今天我和房東去5個白男的住處修廁所, 哇,整棟樓像個垃圾場, 房間裡外桌上亂放了上千個空啤酒罐, 衣物像揉亂的抹布一樣出現在所有各個角落。 啃剩的雞翅骨頭亂放在桌上。 全樓唯一最乾淨整潔的地方是廚房的爐灶附近, 顯然他們不做飯。
我發現他們樓後面堆放了約1000個空瓶子, 幾乎都是5分瓶, 我想打這些瓶子的主意, 他們把瓶子單獨堆放, 說明他們可能想賣。 但又發現他們賣的決心不堅決, 因為有幾十個空易拉罐亂扔在房子周圍的亂草中, 他們的普通垃圾中, 也混雜了一些5分瓶, 即使他們在房子後面單獨堆放的瓶子中, 也夾雜一些雜物, 個別非5分瓶, 瓶子里的殘餘飲料也比較多, 這說明他們有把這些瓶子拿去賣的意向, 但並不堅決, 否則至少不會在普通垃圾里也混雜了5分瓶。
下午我在修一個洗手池下水道時, 問一個白男我可否拿走一些瓶子, 他回答:「You can take the cans, absolutely!」 這個absolutely說明他堅決同意我拿走那些瓶子, 沒有顯出任何的不情願。 但我猜測這5個白男的意見可能不同, 別人可能會反對我拿走那些瓶子。 這也是為什麼我找機會只挑一個人詢問。
傍晚修完廁所離開時, 趁5個白男都在客廳里時, 我很麻利地一次拿走了屋外的約200個瓶子。
過了半個小時, 我再次返回, 試圖把殘餘的800個瓶子也拿走。 我知道他們會有人反對, 所以動作儘可能快, 躡手躡腳, 儘可能減小整理瓶子的噪音。 不過屋子裡的白男耳朵真靈, 聽出了我在外面拿他們的瓶子, 我共拎了兩趟, 第一趟可能就被屋裡的人發覺了, 第二趟去拎時, 我離開了十幾米, 拐過了彎, 聽到有個白男打開後門的開門聲和怒吼:「What are fucking!」 但他並沒有追出來。
我拎瓶子到路邊我的自行車旁, 把兩趟共得的360個瓶子裝到自行車上。 我正在裝車的時候,一個白男開大皮卡回來,正是下午我詢問並同意我拿瓶子的那個白男, 他從我身邊經過進樓時向我打了個招呼, 聽來還沒有反對我拿瓶子的意思。 我趕緊綁好瓶子蹬自行車離開。 直接就去超市賣瓶子, 得18。
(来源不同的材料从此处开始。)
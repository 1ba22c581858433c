//! Async shell around [`PostStore`].
//!
//! Serializes access to the store and writes every effective mutation through
//! to the key-value store. A failed write restores the previous in-memory state.

use std::sync::Arc;

use chrono::Utc;
use tokio::sync::Mutex;

use crate::db::{KvBatch, KvStore};
use crate::errors::AppError;
use crate::models::{ForumSnapshot, NewPost, Post, PostView, User, VoteDirection};

use super::post_store::PostStore;
use super::seed::{demo_posts, demo_users};

pub struct Forum {
    kv: KvStore,
    store: Mutex<PostStore>,
}

/// A value together with the revision of the state it was read from.
pub type AtRevision<T> = (T, i64);

impl Forum {
    /// Load persisted state, seeding demo content into an empty store when asked to.
    pub async fn load(kv: KvStore, seed_demo: bool) -> Result<Self, AppError> {
        let posts = kv.load_posts().await?;
        let users = kv.load_users().await?;
        let current_user = kv.load_current_user().await?;
        let revision = kv.load_revision().await?.unwrap_or(0);

        let store = if posts.is_none() && users.is_none() && seed_demo {
            let store = PostStore::new(demo_posts(), demo_users(), None).with_revision(revision);
            let batch = KvBatch::new()
                .posts(store.posts().iter().map(Arc::as_ref))?
                .users(store.users())?
                .revision(store.revision());
            kv.commit(batch).await?;
            tracing::info!(
                posts = store.posts().len(),
                users = store.users().len(),
                "Seeded demo content"
            );
            store
        } else {
            PostStore::new(
                posts.unwrap_or_default(),
                users.unwrap_or_default(),
                current_user,
            )
            .with_revision(revision)
        };

        tracing::info!(
            posts = store.posts().len(),
            users = store.users().len(),
            logged_in = store.current_user().is_some(),
            revision = store.revision(),
            "Forum loaded"
        );

        Ok(Self {
            kv,
            store: Mutex::new(store),
        })
    }

    /// Current revision of the in-memory state.
    pub async fn revision(&self) -> i64 {
        self.store.lock().await.revision()
    }

    pub async fn current_user(&self) -> Option<User> {
        self.store.lock().await.current_user().cloned()
    }

    pub async fn session(&self) -> AtRevision<Option<User>> {
        let store = self.store.lock().await;
        (store.current_user().cloned(), store.revision())
    }

    pub async fn users(&self) -> AtRevision<Vec<User>> {
        let store = self.store.lock().await;
        (store.users().to_vec(), store.revision())
    }

    /// Full state with resolved author names.
    pub async fn snapshot(&self) -> ForumSnapshot {
        let store = self.store.lock().await;
        ForumSnapshot {
            revision_id: store.revision(),
            generated_at: Utc::now().to_rfc3339(),
            posts: views(store.posts(), store.users()),
            users: store.users().to_vec(),
            current_user: store.current_user().cloned(),
        }
    }

    pub async fn visible_posts(
        &self,
        search_term: &str,
        selected_tags: &[String],
    ) -> AtRevision<Vec<PostView>> {
        let store = self.store.lock().await;
        let posts = views(
            &store.visible_posts(search_term, selected_tags),
            store.users(),
        );
        (posts, store.revision())
    }

    pub async fn all_tags(&self) -> AtRevision<Vec<String>> {
        let store = self.store.lock().await;
        (store.all_tags(), store.revision())
    }

    pub async fn get_post(&self, post_id: i64) -> AtRevision<Option<PostView>> {
        let store = self.store.lock().await;
        let post = store
            .get(post_id)
            .map(|post| PostView::new(post, store.users()));
        (post, store.revision())
    }

    pub async fn create_post(
        &self,
        input: NewPost,
        author: &User,
    ) -> Result<AtRevision<PostView>, AppError> {
        let mut store = self.store.lock().await;
        let before = store.clone();

        let post = store.create_post(input, Some(author))?;
        self.write_through(&mut store, before, |s| {
            KvBatch::new().posts(s.posts().iter().map(Arc::as_ref))
        })
        .await?;

        tracing::info!(post_id = post.id, author = %author.username, "Post created");
        Ok((PostView::new(&post, store.users()), store.revision()))
    }

    pub async fn vote(
        &self,
        post_id: i64,
        direction: VoteDirection,
    ) -> Result<AtRevision<Option<PostView>>, AppError> {
        let mut store = self.store.lock().await;
        let before = store.clone();

        let Some(post) = store.vote(post_id, direction) else {
            tracing::debug!(post_id, "Vote on unknown post ignored");
            return Ok((None, store.revision()));
        };
        self.write_through(&mut store, before, |s| {
            KvBatch::new().posts(s.posts().iter().map(Arc::as_ref))
        })
        .await?;

        tracing::debug!(post_id, direction = direction.as_str(), "Vote recorded");
        Ok((Some(PostView::new(&post, store.users())), store.revision()))
    }

    pub async fn add_comment(
        &self,
        post_id: i64,
        author: &User,
        content: &str,
    ) -> Result<AtRevision<Option<PostView>>, AppError> {
        let mut store = self.store.lock().await;
        let before = store.clone();

        let Some(post) = store.add_comment(post_id, Some(author), content)? else {
            tracing::debug!(post_id, "Comment on unknown post ignored");
            return Ok((None, store.revision()));
        };
        self.write_through(&mut store, before, |s| {
            KvBatch::new().posts(s.posts().iter().map(Arc::as_ref))
        })
        .await?;

        tracing::info!(post_id, author = %author.username, "Comment added");
        Ok((Some(PostView::new(&post, store.users())), store.revision()))
    }

    /// Register a user and log them in.
    pub async fn register(&self, username: &str) -> Result<AtRevision<User>, AppError> {
        let mut store = self.store.lock().await;
        let before = store.clone();

        let user = store.register_user(username)?;
        store.login(user.id);
        self.write_through(&mut store, before, |s| {
            KvBatch::new().users(s.users())?.current_user(s.current_user())
        })
        .await?;

        tracing::info!(user_id = user.id, username = %user.username, "User registered");
        Ok((user, store.revision()))
    }

    /// Log in as an existing user.
    pub async fn login(&self, user_id: i64) -> Result<AtRevision<User>, AppError> {
        let mut store = self.store.lock().await;
        let before = store.clone();

        let user = store
            .login(user_id)
            .ok_or_else(|| AppError::NotFound(format!("User {} not found", user_id)))?;
        self.write_through(&mut store, before, |s| {
            KvBatch::new().current_user(s.current_user())
        })
        .await?;

        tracing::info!(user_id, "User logged in");
        Ok((user, store.revision()))
    }

    pub async fn logout(&self) -> Result<i64, AppError> {
        let mut store = self.store.lock().await;
        let before = store.clone();

        if !store.logout() {
            return Ok(store.revision());
        }
        self.write_through(&mut store, before, |s| {
            KvBatch::new().current_user(s.current_user())
        })
        .await?;

        tracing::info!("User logged out");
        Ok(store.revision())
    }

    /// Persist the keys `build` selects plus the new revision, or restore `before`.
    async fn write_through(
        &self,
        store: &mut PostStore,
        before: PostStore,
        build: impl FnOnce(&PostStore) -> Result<KvBatch, AppError>,
    ) -> Result<(), AppError> {
        let result = match build(store) {
            Ok(batch) => self.kv.commit(batch.revision(store.revision())).await,
            Err(e) => Err(e),
        };

        if let Err(e) = result {
            tracing::warn!("Failed to persist forum state, rolling back: {}", e);
            *store = before;
            return Err(e);
        }
        Ok(())
    }
}

fn views(posts: &[Arc<Post>], users: &[User]) -> Vec<PostView> {
    posts.iter().map(|post| PostView::new(post, users)).collect()
}

#[cfg(test)]
mod tests {
    use super::*;
    use crate::db::init_database;
    use sqlx::SqlitePool;
    use tempfile::TempDir;

    async fn open(dir: &TempDir, seed_demo: bool) -> Forum {
        open_with_pool(dir, seed_demo).await.0
    }

    async fn open_with_pool(dir: &TempDir, seed_demo: bool) -> (Forum, SqlitePool) {
        let pool = init_database(&dir.path().join("forum.sqlite"))
            .await
            .unwrap();
        let forum = Forum::load(KvStore::new(pool.clone()), seed_demo)
            .await
            .unwrap();
        (forum, pool)
    }

    fn new_post(title: &str) -> NewPost {
        NewPost {
            title: title.to_string(),
            prompt: "p".to_string(),
            model: "Claude".to_string(),
            goal: "g".to_string(),
            output: None,
            tags: "persistence".to_string(),
        }
    }

    #[tokio::test]
    async fn test_empty_forum_without_seed() {
        let dir = TempDir::new().unwrap();
        let forum = open(&dir, false).await;
        let snapshot = forum.snapshot().await;
        assert!(snapshot.posts.is_empty());
        assert!(snapshot.users.is_empty());
        assert!(snapshot.current_user.is_none());
        assert_eq!(snapshot.revision_id, 0);
    }

    #[tokio::test]
    async fn test_seeded_forum_lists_demo_posts() {
        let dir = TempDir::new().unwrap();
        let forum = open(&dir, true).await;
        let (posts, _) = forum.visible_posts("", &[]).await;
        assert_eq!(posts.len(), 2);
        assert_eq!(posts[0].author, "ai_enthusiast");
        assert_eq!(forum.users().await.0.len(), 3);
    }

    #[tokio::test]
    async fn test_mutations_survive_reload() {
        let dir = TempDir::new().unwrap();
        {
            let forum = open(&dir, true).await;
            let (user, _) = forum.login(2).await.unwrap();
            let (post, _) = forum
                .create_post(new_post("Persist me"), &user)
                .await
                .unwrap();
            forum.vote(post.id, VoteDirection::Like).await.unwrap();
            let (commented, _) = forum
                .add_comment(post.id, &user, "saved?")
                .await
                .unwrap();
            assert!(commented.is_some());
        }

        let forum = open(&dir, true).await;
        assert_eq!(forum.current_user().await.map(|u| u.id), Some(2));

        let (posts, _) = forum.visible_posts("persist", &[]).await;
        assert_eq!(posts.len(), 1);
        assert_eq!(posts[0].likes, 1);
        assert_eq!(posts[0].comments[0].comment.content, "saved?");
        assert_eq!(posts[0].comments[0].author, "ai_enthusiast");
        assert_eq!(forum.all_tags().await.0[0], "persistence");
    }

    #[tokio::test]
    async fn test_revision_does_not_go_backwards_across_reload() {
        let dir = TempDir::new().unwrap();
        let revision_before = {
            let forum = open(&dir, true).await;
            for _ in 0..3 {
                forum.vote(1, VoteDirection::Like).await.unwrap();
            }
            forum.revision().await
        };
        assert_eq!(revision_before, 3);

        let forum = open(&dir, true).await;
        assert_eq!(forum.revision().await, revision_before);

        let (_, revision) = forum.vote(2, VoteDirection::Dislike).await.unwrap();
        assert_eq!(revision, revision_before + 1);
    }

    #[tokio::test]
    async fn test_mutations_report_their_own_revision() {
        let dir = TempDir::new().unwrap();
        let forum = open(&dir, true).await;

        let (user, after_login) = forum.login(1).await.unwrap();
        let (_, after_create) = forum.create_post(new_post("r"), &user).await.unwrap();
        let (_, after_vote) = forum.vote(1, VoteDirection::Like).await.unwrap();
        let after_logout = forum.logout().await.unwrap();

        assert_eq!(after_create, after_login + 1);
        assert_eq!(after_vote, after_create + 1);
        assert_eq!(after_logout, after_vote + 1);
        assert_eq!(forum.snapshot().await.revision_id, after_logout);
    }

    #[tokio::test]
    async fn test_failed_write_rolls_back() {
        let dir = TempDir::new().unwrap();
        let (forum, pool) = open_with_pool(&dir, true).await;
        let (user, _) = forum.login(1).await.unwrap();
        let before = forum.snapshot().await;

        pool.close().await;

        let err = forum.vote(1, VoteDirection::Like).await.unwrap_err();
        assert!(matches!(err, AppError::Database(_)));

        let err = forum
            .create_post(new_post("lost"), &user)
            .await
            .unwrap_err();
        assert!(matches!(err, AppError::Database(_)));

        let err = forum
            .add_comment(1, &user, "lost too")
            .await
            .unwrap_err();
        assert!(matches!(err, AppError::Database(_)));

        let err = forum.register("ghost").await.unwrap_err();
        assert!(matches!(err, AppError::Database(_)));

        let err = forum.logout().await.unwrap_err();
        assert!(matches!(err, AppError::Database(_)));

        let after = forum.snapshot().await;
        assert_eq!(after.revision_id, before.revision_id);
        assert_eq!(
            serde_json::to_value(&after.posts).unwrap(),
            serde_json::to_value(&before.posts).unwrap()
        );
        assert_eq!(after.users.len(), 3);
        assert_eq!(after.current_user, Some(user));
    }

    #[tokio::test]
    async fn test_vote_unknown_post_keeps_revision() {
        let dir = TempDir::new().unwrap();
        let forum = open(&dir, true).await;
        let revision = forum.revision().await;
        let (post, reported) = forum.vote(1000, VoteDirection::Dislike).await.unwrap();
        assert!(post.is_none());
        assert_eq!(reported, revision);
        assert_eq!(forum.revision().await, revision);
    }

    #[tokio::test]
    async fn test_register_logs_in_and_logout_clears() {
        let dir = TempDir::new().unwrap();
        let forum = open(&dir, true).await;

        let (user, _) = forum.register("new_voice").await.unwrap();
        assert_eq!(forum.current_user().await, Some(user));

        forum.logout().await.unwrap();
        assert!(forum.session().await.0.is_none());

        let err = forum.login(999).await.unwrap_err();
        assert!(matches!(err, AppError::NotFound(_)));
    }
}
10元。
他們的瓶子臟,垃圾袋裡流出臭味液體,污染了我的自行車貨桶,我事後用水和漂白水清洗貨桶。
既然他們已經有人通過怒吼表達了對我拿走瓶子的不滿, 我也就不再繼續拿他們的剩餘的那些瓶子了。
撿瓶子很招人討厭, 並且有時會讓瓶子的主人覺得受了財物損失, 形同偷竊, 所以收集運輸的動作一定要像盜賊一樣麻利。 這也是為什麼美國的撿瓶者大都像盜賊一樣能幹的強勞力。